Work instructions:
Your answer should consist solely of the lines from the first line of the data through the line with "strictly after the", each reproduced exactly.

"""

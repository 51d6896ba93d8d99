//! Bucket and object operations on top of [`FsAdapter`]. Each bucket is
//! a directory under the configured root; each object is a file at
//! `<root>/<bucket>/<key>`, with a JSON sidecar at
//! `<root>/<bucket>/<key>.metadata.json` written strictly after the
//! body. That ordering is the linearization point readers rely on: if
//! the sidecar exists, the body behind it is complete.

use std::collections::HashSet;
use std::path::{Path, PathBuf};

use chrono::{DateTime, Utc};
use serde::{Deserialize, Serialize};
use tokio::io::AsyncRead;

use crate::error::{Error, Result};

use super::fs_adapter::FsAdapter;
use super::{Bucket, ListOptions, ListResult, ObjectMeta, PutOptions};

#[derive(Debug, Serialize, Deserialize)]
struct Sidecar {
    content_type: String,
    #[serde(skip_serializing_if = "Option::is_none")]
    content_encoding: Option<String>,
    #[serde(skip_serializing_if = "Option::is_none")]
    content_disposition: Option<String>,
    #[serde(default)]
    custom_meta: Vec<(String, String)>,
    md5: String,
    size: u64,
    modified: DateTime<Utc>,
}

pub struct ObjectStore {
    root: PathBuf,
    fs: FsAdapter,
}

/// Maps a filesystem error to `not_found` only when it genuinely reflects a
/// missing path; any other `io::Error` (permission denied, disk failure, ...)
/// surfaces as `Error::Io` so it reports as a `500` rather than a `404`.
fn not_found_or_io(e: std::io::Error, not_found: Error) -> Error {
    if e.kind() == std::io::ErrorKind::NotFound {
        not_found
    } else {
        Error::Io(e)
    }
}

"""

Response below:
repository 51d6896ba93d8d99
//! Bucket and object operations on top of [`FsAdapter`]. Each bucket is
//! a directory under the configured root; each object is a file at
//! `<root>/<bucket>/<key>`, with a JSON sidecar at
//! `<root>/<bucket>/<key>.metadata.json` written strictly after the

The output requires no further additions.